Heliotail; short but fascinating chapter that I was looking forward to. It's short because experimental observations only started with the arrival of Voyager at the termination shock and the subsequent IBEX observations. These observations have radically altered our conception of the heliotail from being a gigantic equivalent of either Earth or Jupiter's magnetotail to   two short lobed structures termed Alfvén wings.

Reading progress update: I've read 189 out of 424 pages.

Magnetotails in the Solar System (Geophysical Monograph Series) - Peter Delamere, Caitr?ona Jackman, Andreas Keiling

These "Tutorials" are really reviews; they aren't the same thing. Genuine tutorials would have been more useful to me, but still, I'm learning as lot.

Reading progress update: I've read 159 out of 424 pages.

Magnetotails in the Solar System (Geophysical Monograph Series) - Peter Delamere, Caitr?ona Jackman, Andreas Keiling

The Moon: Since it has no atmosphere and no global magnetic field, the moon acts as a solid obstacle to the solar wind, leaving an almost empty wake which is refilled as one gets further down-stream. Interestingly, the re-filling is not through ambi-polar diffusion because of the effects of the inter-planetary magnetic field.

Reading progress update: I've read 149 out of 424 pages.
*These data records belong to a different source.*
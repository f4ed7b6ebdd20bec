//! Exercise a channel's lifecycle against a real workspace: create a channel,
//! invite someone to it, wait a moment, and archive it again.
//!
//! Reads its configuration from the environment, or a `.env` file. See
//! [crs_slack::config].

use crs_slack::{
    config::Config,
    slack::{ChannelName, SlackClient, SlackError},
};
use dotenvy::dotenv;
use std::{
    process::ExitCode,
    time::{Duration, SystemTime, UNIX_EPOCH},
};
use tracing::{error, info, warn};

/// How long to leave the channel around for before archiving it.
const LINGER: Duration = Duration::from_secs(5);

#[tokio::main]
async fn main() -> ExitCode {
    tracing_subscriber::fmt()
        .with_target(false)
        .compact()
        .init();

    let has_dotenv = dotenv().is_ok();
    if !has_dotenv {
        warn!("No .env found");
    }

    let cfg = match Config::from_env() {
        Ok(x) => x,
        Err(e) => {
            error!("{}", e);
            return ExitCode::FAILURE;
        }
    };

    let client = match cfg.client() {
        Ok(x) => x,
        Err(e) => {
            error!("{}", e);
            return ExitCode::FAILURE;
        }
    };

    // The client has already logged anything that went wrong.
    match run(&client, &cfg).await {
        Ok(true) => ExitCode::SUCCESS,
        Ok(false) | Err(_) => ExitCode::FAILURE,
    }
}

/// Returns `false` if Slack created the channel but didn't say what it was
/// called, leaving us nothing to archive.
async fn run(client: &SlackClient, cfg: &Config) -> Result<bool, SlackError> {
    let secs = SystemTime::now()
        .duration_since(UNIX_EPOCH)
        .map(|d| d.as_secs())
        .unwrap_or_default();
    let name = ChannelName(format!("crs-demo-{}", secs));

    let created = client.create_channel(&name).await?;
    let Some(channel) = created.channel_id() else {
        error!("Slack didn't return an ID for #{}", name);
        return Ok(false);
    };
    info!("Created #{} ({})", name, channel);

    match &cfg.invite_user {
        Some(user) => {
            client
                .invite_to_channel(&channel, std::slice::from_ref(user))
                .await?;
            info!("Invited {} to #{}", user, name);
        }
        None => warn!("No $SLACK_INVITE_USER environment variable found"),
    }

    tokio::time::sleep(LINGER).await;

    client.archive_channel(&channel).await?;
    info!("Archived #{}", name);

    Ok(true)
}
//! A small client for Slack's Web API.
//!
//! ```no_run
//! use crs_slack::slack::{ChannelId, SlackAccessToken, SlackClient, API_BASE};
//!
//! # async fn run() -> Result<(), crs_slack::slack::SlackError> {
//! let client = SlackClient::new(API_BASE.into(), SlackAccessToken::new("xoxb-..."));
//! let res = client.post_message(&ChannelId("C0123456789".into()), "hello").await?;
//! println!("posted at {:?}", res.ts());
//! # Ok(())
//! # }
//! ```

pub mod config;
mod de;
pub mod slack;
Magnetotails in the Solar System (Geophysical Monograph Series) - Peter Delamere, Caitr?ona Jackman, Andreas Keiling

Key difference between planets' magnetospheres and their satellites' magnetospheres: Planets travel in the solar wind which is super-sonic. Almost all major planetary satellites travel within their parent planet's magnetosphere which is sub-sonic. Hence planets have bow-shocks and most major satellites don't.

Reading progress update: I've read 135 out of 424 pages.

Magnetotails in the Solar System (Geophysical Monograph Series) - Peter Delamere, Caitr?ona Jackman, Andreas Keiling

The magnetotails of Uranus and Neptune are radically different from those of all the other planets. The tails are much shorter and have a strongly time dependent topology. This is because of the steep angle between the dipole magnetic fields and the rotational axis of these planets.

Reading progress update: I've read 119 out of 424 pages.

Magnetotails in the Solar System (Geophysical Monograph Series) - Peter Delamere, Caitr?ona Jackman, Andreas Keiling

Saturn: the author of this chapter doesn't know the difference between "intense" and "intensive." Saturn's magnetotail "intermediate between that of Earth and Jupiter." The latter in terms of solar-wind versus atmospheric co-rotational dominance of tail dynamics.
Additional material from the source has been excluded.